Definitely makes things damp (came with a littlle plastic sheet to put under it) but I guess we're a little odd - we only turn the power on to the village for maybe an hour at a time, so it's not a big deal for us.


----------



## halloween_sucks_in_the_uk (Sep 28, 2008)

That's a lovely collection you have. I'd be fascinated by it, I'd be looking at it for hours.


----------



## Shannie-Boo (Oct 15, 2009)

Your village is amazing, Mr. & Mrs. Gruesome! 

Last year was my first Halloween village. So, it's pretty sparse. But I plan to build it up each year. I made my houses following the directions for Spook Hill over at Little Glitter Houses.









There are more pictures of the houses and info on My Blog...

I hope, someday my village will be half as cool as your's, Mr. Gruesome!


----------



## Guest (Oct 11, 2011)

I wish I could afford a lil halloween village! Beautiful! Thanks for sharing!


----------



## Madame Leota (Sep 19, 2005)

I think I posted these on another thread but I can't remember. Not crazy about the pics. They look much better in person. I also have a western ghost town set up but I can't seem to get a good picture of it.


----------



## GobbyGruesome (Sep 14, 2005)

Madame Leota, that's a great display - I absolutely love the artwork above it too. The really work well with the village. What's the building back-center-left in the top photo? The gothic cathedral is one of our favourite pieces.

Shannie-Boo! That's incredible! I can't believe you made that - that rocks! (A little offended by the "Bat-man's house" - us purists would call it "The Bat-Cave"  I had that bat-mobile when I was a kid!  )Our display looked really rough the first few years, yours looks great! It's kind of a nice place to be at because there's lots of room to grow and tweak. We're getting to the point where it feels "done" and "full" and my wife (who gets bored easily) really struggles to change it up each year. (She sits on the floor in front of it a couple nights a week and just shifts stuff around.) Btw, a few of the figures (Beetlejuice for example) she made out of Fimo, so that's another option if you have the patience and skill, which it looks like you do.
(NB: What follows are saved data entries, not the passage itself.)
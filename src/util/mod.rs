mod graph;
mod instruction;

pub use graph::Graph;
pub use instruction::ProgramPoint;
//! Dataflow analysis by chaotic iteration.
//!
//! Per instruction:
//! 1. flow_in: In = join of the Out of every predecessor instruction
//!    (instructions without predecessors also get the transfer's entry state)
//! 2. transfer: the instruction's local writes, computed from In
//! 3. flow_out: Out = In overlaid with the writes; if Out changed, the
//!    successors are queued again
//! Any monotone `Transfer` over a finite-height lattice reaches the same
//! fixpoint whatever order the worklist is drained in.

use log::{debug, trace, warn};
use std::collections::{HashSet, VecDeque};

use crate::cfg::Cfg;
use crate::domain::{Lattice, Memory};
use crate::ir::{Function, InstId};
use crate::util::ProgramPoint;

pub trait Transfer {
    type Value: Lattice;

    /// Writes performed by `inst` given its incoming state.
    fn transfer(&self, inst: InstId, input: &Memory<Self::Value>) -> Memory<Self::Value>;

    /// Facts holding on entry to instructions that have no predecessor.
    fn entry_state(&self) -> Memory<Self::Value> {
        Memory::new()
    }
}

#[derive(Debug, Clone, Copy, PartialEq, Eq)]
pub enum WorklistOrder {
    Lifo,
    Fifo,
}

/// Converged per-instruction states, indexed by `InstId`.
#[derive(Debug, Clone)]
pub struct Fixpoint<D: Lattice> {
    pub in_map: Vec<Memory<D>>,
    pub out_map: Vec<Memory<D>>,
    pub iterations: usize,
    pub converged: bool,
}

impl<D: Lattice> Fixpoint<D> {
    pub fn input(&self, inst: InstId) -> &Memory<D> {
        &self.in_map[inst.index()]
    }

    pub fn output(&self, inst: InstId) -> &Memory<D> {
        &self.out_map[inst.index()]
    }
}

pub struct ChaoticIteration<'a, T: Transfer> {
    func: &'a Function,
    transfer: T,
    preds: Vec<Vec<InstId>>,
    succs: Vec<Vec<InstId>>,
    max_iterations: usize,
    order: WorklistOrder,
}

impl<'a, T: Transfer> ChaoticIteration<'a, T> {
    pub fn new(func: &'a Function, cfg: &Cfg, transfer: T, max_iterations: usize) -> Self {
        let mut preds = vec![Vec::new(); func.insts.len()];
        let mut succs = vec![Vec::new(); func.insts.len()];
        for inst in func.inst_ids() {
            if let Some(point) = ProgramPoint::new(func, cfg, inst) {
                preds[inst.index()] = point.predecessors();
                succs[inst.index()] = point.successors();
            }
        }
        Self {
            func,
            transfer,
            preds,
            succs,
            max_iterations,
            order: WorklistOrder::Lifo,
        }
    }

    pub fn with_order(mut self, order: WorklistOrder) -> Self {
        self.order = order;
        self
    }

    pub fn predecessors(&self, inst: InstId) -> &[InstId] {
        &self.preds[inst.index()]
    }

    pub fn successors(&self, inst: InstId) -> &[InstId] {
        &self.succs[inst.index()]
    }

    pub fn run(&self) -> Fixpoint<T::Value> {
        let n = self.func.insts.len();
        let mut fixpoint = Fixpoint {
            in_map: vec![Memory::new(); n],
            out_map: vec![Memory::new(); n],
            iterations: 0,
            converged: true,
        };
        let entry_state = self.transfer.entry_state();

        // program order; Lifo pops the last instruction first
        let mut worklist: VecDeque<InstId> = self.func.inst_ids().collect();
        let mut queued: HashSet<InstId> = worklist.iter().copied().collect();

        while let Some(inst) = self.pop(&mut worklist) {
            queued.remove(&inst);
            fixpoint.iterations += 1;
            if fixpoint.iterations > self.max_iterations {
                warn!(
                    "dataflow analysis of {} stopped after {} iterations",
                    self.func.name, self.max_iterations
                );
                fixpoint.converged = false;
                break;
            }

            let mut input = self.flow_in(inst, &fixpoint.out_map);
            if self.preds[inst.index()].is_empty() {
                input.overlay(&entry_state);
            }
            let writes = self.transfer.transfer(inst, &input);
            trace!(
                "{}: in {} -> writes {}",
                inst,
                input.len(),
                writes.len()
            );
            let changed = self.flow_out(inst, &input, &writes, &mut fixpoint.out_map);
            fixpoint.in_map[inst.index()] = input;
            if changed {
                for succ in self.succs[inst.index()].iter() {
                    if queued.insert(*succ) {
                        worklist.push_back(*succ);
                    }
                }
            }
        }
        debug!(
            "dataflow analysis of {} finished after {} iterations",
            self.func.name, fixpoint.iterations
        );
        fixpoint
    }

    /// Join of the Out states of every predecessor.
    pub fn flow_in(&self, inst: InstId, out_map: &[Memory<T::Value>]) -> Memory<T::Value> {
        let mut input = Memory::new();
        for pred in self.preds[inst.index()].iter() {
            input.join_assign(&out_map[pred.index()]);
        }
        input
    }

    /// Stores `pre` overlaid with `post` as the new Out of `inst`; true if it differs from the old one.
    pub fn flow_out(
        &self,
        inst: InstId,
        pre: &Memory<T::Value>,
        post: &Memory<T::Value>,
        out_map: &mut [Memory<T::Value>],
    ) -> bool {
        let mut out = pre.clone();
        out.overlay(post);
        let slot = &mut out_map[inst.index()];
        if *slot == out {
            false
        } else {
            *slot = out;
            true
        }
    }

    fn pop(&self, worklist: &mut VecDeque<InstId>) -> Option<InstId> {
        match self.order {
            WorklistOrder::Lifo => worklist.pop_back(),
            WorklistOrder::Fifo => worklist.pop_front(),
        }
    }
}
//! Analysis configuration.
//!
//! Which callees allocate or release heap memory, plus the bounds used by
//! the fixpoints. Loadable from TOML:
//!
//! ```toml
//! allocators = ["malloc", "calloc", "realloc", "xmalloc"]
//! deallocators = ["free"]
//! deallocator_patterns = ["^g_free$", "_destroy$"]
//! trace_depth = 4
//! ```

use once_cell::sync::Lazy;
use regex::Regex;
use serde::Deserialize;
use std::collections::HashSet;
use std::path::Path;

use crate::error::{AnalysisError, Result};

#[derive(Debug, Clone, Copy, PartialEq, Eq, Hash)]
pub enum HeapApi {
    Alloc,
    Dealloc,
}

/// `@free`, `free@GLIBC_2.2.5`, `free.3` all name `free`.
static CALLEE_NAME_REGEX: Lazy<Regex> =
    Lazy::new(|| Regex::new(r"^@?([^@]+?)(?:@.*|\.\d+)?$").unwrap());

/// Symbol name with frontend decorations removed.
pub fn undecorate(callee: &str) -> &str {
    CALLEE_NAME_REGEX
        .captures(callee)
        .and_then(|caps| caps.get(1))
        .map(|m| m.as_str())
        .unwrap_or(callee)
}

pub const DEFAULT_CONFIG_FILE_NAME: &str = "free-detector.toml";

#[derive(Debug, Clone, PartialEq, Eq, Deserialize)]
#[serde(default, deny_unknown_fields)]
pub struct AnalysisConfig {
    pub allocators: Vec<String>,
    pub deallocators: Vec<String>,
    pub allocator_patterns: Vec<String>,
    pub deallocator_patterns: Vec<String>,
    /// Steps walked through casts, indexed addresses and phis when resolving a pointer.
    pub trace_depth: usize,
    /// Worklist pops per function before the allocation-state analysis gives up.
    pub max_iterations: usize,
    pub max_points_to_passes: usize,
}

impl Default for AnalysisConfig {
    fn default() -> Self {
        Self {
            allocators: vec!["malloc".into(), "calloc".into(), "realloc".into()],
            deallocators: vec!["free".into()],
            allocator_patterns: Vec::new(),
            deallocator_patterns: Vec::new(),
            trace_depth: 4,
            max_iterations: 100000,
            max_points_to_passes: 1000,
        }
    }
}

impl AnalysisConfig {
    pub fn from_toml_str(raw: &str) -> Result<Self> {
        toml::from_str(raw).map_err(|e| AnalysisError::config(e.to_string()))
    }

    pub fn load(path: &Path) -> Result<Self> {
        let raw = std::fs::read_to_string(path)?;
        Self::from_toml_str(&raw)
    }

    pub fn classifier(&self) -> Result<CallClassifier> {
        CallClassifier::new(self)
    }
}

/// Decides whether a callee name is a known allocator or deallocator.
#[derive(Debug, Clone)]
pub struct CallClassifier {
    allocators: HashSet<String>,
    deallocators: HashSet<String>,
    allocator_patterns: Vec<Regex>,
    deallocator_patterns: Vec<Regex>,
}

impl CallClassifier {
    pub fn new(config: &AnalysisConfig) -> Result<Self> {
        let compile = |patterns: &[String]| -> Result<Vec<Regex>> {
            patterns
                .iter()
                .map(|p| {
                    Regex::new(p)
                        .map_err(|e| AnalysisError::config(format!("bad pattern `{}`: {}", p, e)))
                })
                .collect()
        };
        Ok(Self {
            allocators: config.allocators.iter().cloned().collect(),
            deallocators: config.deallocators.iter().cloned().collect(),
            allocator_patterns: compile(&config.allocator_patterns)?,
            deallocator_patterns: compile(&config.deallocator_patterns)?,
        })
    }

    pub fn classify(&self, callee: &str) -> Option<HeapApi> {
        let callee = undecorate(callee);
        if self.is_deallocator(callee) {
            Some(HeapApi::Dealloc)
        } else if self.is_allocator(callee) {
            Some(HeapApi::Alloc)
        } else {
            None
        }
    }

    pub fn is_allocator(&self, callee: &str) -> bool {
        let callee = undecorate(callee);
        self.allocators.contains(callee)
            || self.allocator_patterns.iter().any(|re| re.is_match(callee))
    }

    pub fn is_deallocator(&self, callee: &str) -> bool {
        let callee = undecorate(callee);
        self.deallocators.contains(callee)
            || self.deallocator_patterns.iter().any(|re| re.is_match(callee))
    }
}

#[cfg(test)]
mod tests {
    use test_log::test;

    use super::*;

    #[test]
    fn test_default_names() {
        let classifier = AnalysisConfig::default().classifier().unwrap();
        assert_eq!(classifier.classify("malloc"), Some(HeapApi::Alloc));
        assert_eq!(classifier.classify("realloc"), Some(HeapApi::Alloc));
        assert_eq!(classifier.classify("free"), Some(HeapApi::Dealloc));
        assert_eq!(classifier.classify("freeze"), None);
        assert_eq!(classifier.classify("printf"), None);

        assert!(classifier.is_deallocator("@free"));
        assert!(classifier.is_deallocator("free@GLIBC_2.2.5"));
        assert!(classifier.is_allocator("malloc.1"));
        assert!(!classifier.is_allocator("xmalloc"));
    }

    #[test]
    fn test_undecorate() {
        assert_eq!(undecorate("@malloc"), "malloc");
        assert_eq!(undecorate("free@PLT"), "free");
        assert_eq!(undecorate("foo.12"), "foo");
        assert_eq!(undecorate("foo.bar"), "foo.bar");
        assert_eq!(undecorate("plain"), "plain");
    }

    #[test]
    fn test_toml_overrides_names() {
        let config = AnalysisConfig::from_toml_str(
            r#"
            allocators = ["xmalloc"]
            deallocator_patterns = ["_destroy$"]
            trace_depth = 2
            "#,
        )
        .unwrap();
        assert_eq!(config.trace_depth, 2);
        assert_eq!(config.deallocators, vec!["free".to_string()]);
        let classifier = config.classifier().unwrap();
        assert!(classifier.is_allocator("xmalloc"));
        assert!(!classifier.is_allocator("malloc"));
        assert!(classifier.is_deallocator("list_destroy"));
        assert!(classifier.is_deallocator("free"));
    }

    #[test]
    fn test_bad_pattern_is_config_error() {
        let config = AnalysisConfig {
            deallocator_patterns: vec!["(".to_string()],
            ..AnalysisConfig::default()
        };
        assert!(matches!(config.classifier(), Err(AnalysisError::Config(_))));
        assert!(matches!(
            AnalysisConfig::from_toml_str("trace_depth = \"deep\""),
            Err(AnalysisError::Config(_))
        ));
    }
}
Hollow - check out Shannie-Boo's village. I'm thinking that's got to be reasonably affordable and the results are amazing.


----------



## Shannie-Boo (Oct 15, 2009)

Thanks Gruesome! 

Hollow - it is super affordable it's all made from cereal boxes, cardboard, and old file folders. The biggest expense was the glitter and paint! LOL!


----------



## Madame Leota (Sep 19, 2005)

Thanks, GG. The building you asked about is Mystic Isabella's Psychic Readings.


----------



## BillyBones (Aug 17, 2011)

Here's our our village for this year, we've been collecting for 10 years now. I'd like to thank other village collectors you gave me some great ideas for this year. Love this forum.


----------



## MissMandy (Apr 18, 2011)

Wow, Billy....your village is amazing too! So much detail. Great job


----------



## GobbyGruesome (Sep 14, 2005)

Love the little straw thatches Billy. How'd you do that? The wicked witch figure also rocks.

Looks totally awesome. I think we oughtta be able to get our pumpkin cheap this year.


----------



## MGOBLUENIK (Aug 16, 2011)

Everyone's village displays look awesome!

I'm jealous, I'd love to have a Halloween village...someday, there always seems to be too little money and never enough display/storage space! lol


----------



## Madame Leota (Sep 19, 2005)

I love the way both GG and Billy make their village seem almost real. I think I need to add more texture and landscaping to mine. Thanks for the inspiration. I'd love to see more pics. I know there are more spooky town/dept 56 people on the forum - come on out and show us your displays!


----------



## BillyBones (Aug 17, 2011)

I got the grass from a local scale train shop then cut the pieces to different sizes and dipped the ends in contact cement and put in place finger tip size piece by piece by piece LOL. It took a couple of weeks to do the graveyard but I love the way it turned out. The Wicked Witch I lucked out on, found her in a little curio shop when we were in Oregon, a steal at 10 bucks. Living in a one bed apartment our village is our virtual haunt.


----------



## bcsilverado (Aug 4, 2011)

For this year I have put together a Halloween Theme Amusement Park. It is currently being displayed at the Kansas Veteran's Home. This coming Friday I will be taking it apart and moving it 10 miles to the south at Arkansas City, Kansas. The last week of October, Ark City celebrates a fest called Arkalalah. i will be displaying my park in a business window uptown. On satuday the 29th over 10,000 people will be up town to watch the big parade. Hopefully many of them will take time May see my park at the following: http://bobsminivillages.webs.com/apps/photos/album?albumid=12281914


----------



## GobbyGruesome (Sep 14, 2005)

ˆWow. That looks like a huge amount of work - very impressive results. You've done a great job applying logic to the layout, so it really makes sense. Love the water too - it really does feel like an amusement park.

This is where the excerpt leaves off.